═══ RECORD EXCERPTS ═══

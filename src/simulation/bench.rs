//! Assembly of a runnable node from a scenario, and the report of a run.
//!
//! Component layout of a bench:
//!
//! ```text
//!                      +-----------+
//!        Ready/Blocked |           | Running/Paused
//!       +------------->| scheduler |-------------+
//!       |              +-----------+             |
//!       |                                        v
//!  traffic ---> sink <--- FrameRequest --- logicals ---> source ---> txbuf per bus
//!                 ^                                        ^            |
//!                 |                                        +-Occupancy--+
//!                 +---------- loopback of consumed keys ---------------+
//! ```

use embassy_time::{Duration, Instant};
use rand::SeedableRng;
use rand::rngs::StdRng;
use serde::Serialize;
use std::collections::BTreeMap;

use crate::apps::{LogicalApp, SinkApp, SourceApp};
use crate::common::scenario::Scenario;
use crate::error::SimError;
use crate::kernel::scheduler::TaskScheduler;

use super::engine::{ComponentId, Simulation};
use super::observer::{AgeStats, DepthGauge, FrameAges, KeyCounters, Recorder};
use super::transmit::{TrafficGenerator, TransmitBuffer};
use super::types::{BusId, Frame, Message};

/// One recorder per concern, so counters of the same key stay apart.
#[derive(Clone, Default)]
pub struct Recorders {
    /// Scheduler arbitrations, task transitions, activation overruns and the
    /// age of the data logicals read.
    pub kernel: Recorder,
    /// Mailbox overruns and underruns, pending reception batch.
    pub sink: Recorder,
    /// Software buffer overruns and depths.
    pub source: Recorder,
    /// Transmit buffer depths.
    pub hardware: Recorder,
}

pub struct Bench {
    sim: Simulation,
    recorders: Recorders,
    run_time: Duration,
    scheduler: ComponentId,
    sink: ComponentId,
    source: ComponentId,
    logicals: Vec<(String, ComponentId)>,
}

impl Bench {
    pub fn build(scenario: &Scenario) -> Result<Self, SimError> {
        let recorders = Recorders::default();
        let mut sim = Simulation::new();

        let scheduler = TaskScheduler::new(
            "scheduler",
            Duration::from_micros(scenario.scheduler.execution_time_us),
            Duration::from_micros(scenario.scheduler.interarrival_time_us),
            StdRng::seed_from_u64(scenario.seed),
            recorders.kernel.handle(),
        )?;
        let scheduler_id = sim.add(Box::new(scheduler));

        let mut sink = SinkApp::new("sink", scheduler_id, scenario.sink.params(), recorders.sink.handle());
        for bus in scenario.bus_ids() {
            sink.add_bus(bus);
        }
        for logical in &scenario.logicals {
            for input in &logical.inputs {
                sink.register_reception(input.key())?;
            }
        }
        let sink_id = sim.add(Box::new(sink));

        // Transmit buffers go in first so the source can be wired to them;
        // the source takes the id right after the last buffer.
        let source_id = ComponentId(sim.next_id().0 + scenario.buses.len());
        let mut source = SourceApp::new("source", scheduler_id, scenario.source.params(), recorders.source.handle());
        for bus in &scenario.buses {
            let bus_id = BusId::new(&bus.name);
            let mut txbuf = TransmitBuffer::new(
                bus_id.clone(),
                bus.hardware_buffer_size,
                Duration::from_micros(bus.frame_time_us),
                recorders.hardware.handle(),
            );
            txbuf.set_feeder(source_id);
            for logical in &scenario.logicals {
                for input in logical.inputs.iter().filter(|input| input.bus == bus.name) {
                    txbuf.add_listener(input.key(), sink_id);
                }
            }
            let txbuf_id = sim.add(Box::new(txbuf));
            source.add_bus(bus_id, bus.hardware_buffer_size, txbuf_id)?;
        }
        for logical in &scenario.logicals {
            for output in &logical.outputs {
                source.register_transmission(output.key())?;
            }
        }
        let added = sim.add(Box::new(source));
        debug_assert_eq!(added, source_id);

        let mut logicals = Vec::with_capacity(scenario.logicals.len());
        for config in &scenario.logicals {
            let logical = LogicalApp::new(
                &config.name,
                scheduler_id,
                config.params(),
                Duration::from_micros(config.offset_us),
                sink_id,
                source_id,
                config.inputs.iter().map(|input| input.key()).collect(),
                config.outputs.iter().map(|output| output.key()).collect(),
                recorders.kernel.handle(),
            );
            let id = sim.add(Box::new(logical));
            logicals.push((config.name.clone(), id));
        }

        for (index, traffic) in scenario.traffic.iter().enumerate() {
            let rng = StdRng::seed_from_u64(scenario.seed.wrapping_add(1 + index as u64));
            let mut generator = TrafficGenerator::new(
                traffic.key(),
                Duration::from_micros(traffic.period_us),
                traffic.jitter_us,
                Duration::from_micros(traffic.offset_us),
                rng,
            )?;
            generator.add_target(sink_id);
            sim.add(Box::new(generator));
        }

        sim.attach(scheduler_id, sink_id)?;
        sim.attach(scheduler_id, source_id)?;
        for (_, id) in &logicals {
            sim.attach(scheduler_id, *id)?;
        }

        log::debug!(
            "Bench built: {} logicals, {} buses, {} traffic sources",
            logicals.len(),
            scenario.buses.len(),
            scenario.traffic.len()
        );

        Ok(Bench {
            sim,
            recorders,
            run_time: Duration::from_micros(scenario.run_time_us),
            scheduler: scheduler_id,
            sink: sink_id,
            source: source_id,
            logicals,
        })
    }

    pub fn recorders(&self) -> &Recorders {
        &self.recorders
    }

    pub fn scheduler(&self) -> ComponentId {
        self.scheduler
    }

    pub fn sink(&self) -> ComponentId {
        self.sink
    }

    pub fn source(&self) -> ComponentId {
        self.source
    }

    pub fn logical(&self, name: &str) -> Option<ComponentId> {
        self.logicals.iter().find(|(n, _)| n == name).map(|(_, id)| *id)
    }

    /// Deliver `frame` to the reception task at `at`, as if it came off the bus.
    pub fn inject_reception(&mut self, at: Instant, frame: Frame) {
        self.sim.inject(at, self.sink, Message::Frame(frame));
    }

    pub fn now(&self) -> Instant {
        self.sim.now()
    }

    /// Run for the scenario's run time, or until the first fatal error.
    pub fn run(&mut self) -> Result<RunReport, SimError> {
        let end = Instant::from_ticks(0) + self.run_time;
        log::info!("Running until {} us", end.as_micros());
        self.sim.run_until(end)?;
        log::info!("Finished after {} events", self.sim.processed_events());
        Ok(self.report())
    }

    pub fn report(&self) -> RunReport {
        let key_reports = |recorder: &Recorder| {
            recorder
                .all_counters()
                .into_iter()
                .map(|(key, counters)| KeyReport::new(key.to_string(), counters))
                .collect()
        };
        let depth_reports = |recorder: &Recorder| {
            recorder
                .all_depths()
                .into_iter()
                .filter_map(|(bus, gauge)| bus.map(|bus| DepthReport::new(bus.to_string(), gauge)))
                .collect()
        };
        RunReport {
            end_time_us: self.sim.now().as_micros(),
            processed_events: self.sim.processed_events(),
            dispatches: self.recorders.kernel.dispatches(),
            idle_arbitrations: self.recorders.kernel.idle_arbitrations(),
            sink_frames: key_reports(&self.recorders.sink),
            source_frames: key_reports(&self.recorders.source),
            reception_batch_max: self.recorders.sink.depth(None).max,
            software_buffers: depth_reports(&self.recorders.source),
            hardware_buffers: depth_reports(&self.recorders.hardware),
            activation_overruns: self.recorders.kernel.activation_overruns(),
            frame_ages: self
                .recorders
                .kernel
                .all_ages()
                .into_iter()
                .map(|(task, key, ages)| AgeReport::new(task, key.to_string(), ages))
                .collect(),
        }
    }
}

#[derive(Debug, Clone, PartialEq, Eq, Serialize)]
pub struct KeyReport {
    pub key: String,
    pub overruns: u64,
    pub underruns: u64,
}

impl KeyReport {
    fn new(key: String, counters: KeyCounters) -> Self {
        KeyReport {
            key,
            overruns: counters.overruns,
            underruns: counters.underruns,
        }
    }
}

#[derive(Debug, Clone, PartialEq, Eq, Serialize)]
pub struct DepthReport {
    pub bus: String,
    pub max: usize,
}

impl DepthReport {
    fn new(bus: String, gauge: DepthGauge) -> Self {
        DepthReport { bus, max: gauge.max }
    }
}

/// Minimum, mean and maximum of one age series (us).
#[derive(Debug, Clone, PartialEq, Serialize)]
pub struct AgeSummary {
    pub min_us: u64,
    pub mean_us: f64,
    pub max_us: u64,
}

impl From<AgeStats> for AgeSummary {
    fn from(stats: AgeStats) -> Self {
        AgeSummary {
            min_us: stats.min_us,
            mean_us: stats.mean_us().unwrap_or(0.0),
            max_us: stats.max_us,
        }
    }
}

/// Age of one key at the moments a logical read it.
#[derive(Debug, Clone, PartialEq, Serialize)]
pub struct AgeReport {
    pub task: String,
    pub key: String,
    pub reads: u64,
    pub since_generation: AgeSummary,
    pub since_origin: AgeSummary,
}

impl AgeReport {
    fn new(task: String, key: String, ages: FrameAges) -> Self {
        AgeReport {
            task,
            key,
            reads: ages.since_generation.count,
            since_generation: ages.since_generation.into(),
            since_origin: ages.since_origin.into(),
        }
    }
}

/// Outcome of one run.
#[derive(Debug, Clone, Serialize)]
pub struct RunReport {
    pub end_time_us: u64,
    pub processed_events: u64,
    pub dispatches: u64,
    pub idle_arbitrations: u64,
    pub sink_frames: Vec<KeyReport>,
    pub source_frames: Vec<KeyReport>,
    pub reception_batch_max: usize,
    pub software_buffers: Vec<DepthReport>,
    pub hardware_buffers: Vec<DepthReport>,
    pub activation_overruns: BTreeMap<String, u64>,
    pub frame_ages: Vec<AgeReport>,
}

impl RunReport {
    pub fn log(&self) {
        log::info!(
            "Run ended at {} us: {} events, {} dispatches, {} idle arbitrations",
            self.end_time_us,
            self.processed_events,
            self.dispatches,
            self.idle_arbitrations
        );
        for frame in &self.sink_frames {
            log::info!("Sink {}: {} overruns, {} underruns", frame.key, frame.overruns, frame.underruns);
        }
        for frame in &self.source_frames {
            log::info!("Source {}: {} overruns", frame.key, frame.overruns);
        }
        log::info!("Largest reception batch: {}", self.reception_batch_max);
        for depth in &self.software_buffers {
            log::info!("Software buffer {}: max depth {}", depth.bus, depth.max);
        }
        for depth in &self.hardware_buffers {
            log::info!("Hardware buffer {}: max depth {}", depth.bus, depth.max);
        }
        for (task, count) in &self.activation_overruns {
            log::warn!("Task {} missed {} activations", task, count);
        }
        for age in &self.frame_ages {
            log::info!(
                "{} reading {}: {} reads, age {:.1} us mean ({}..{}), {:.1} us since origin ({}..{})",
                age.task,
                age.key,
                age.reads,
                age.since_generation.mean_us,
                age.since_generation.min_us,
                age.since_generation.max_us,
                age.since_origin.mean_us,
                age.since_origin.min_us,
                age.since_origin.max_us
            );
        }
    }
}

═══

_WORK REQUEST:_ From the listing above, copy all lines holding the word "crate".

_EXERCISE ANSWER:_
use crate::apps::{LogicalApp, SinkApp, SourceApp};
use crate::common::scenario::Scenario;
use crate::error::SimError;
use crate::kernel::scheduler::TaskScheduler;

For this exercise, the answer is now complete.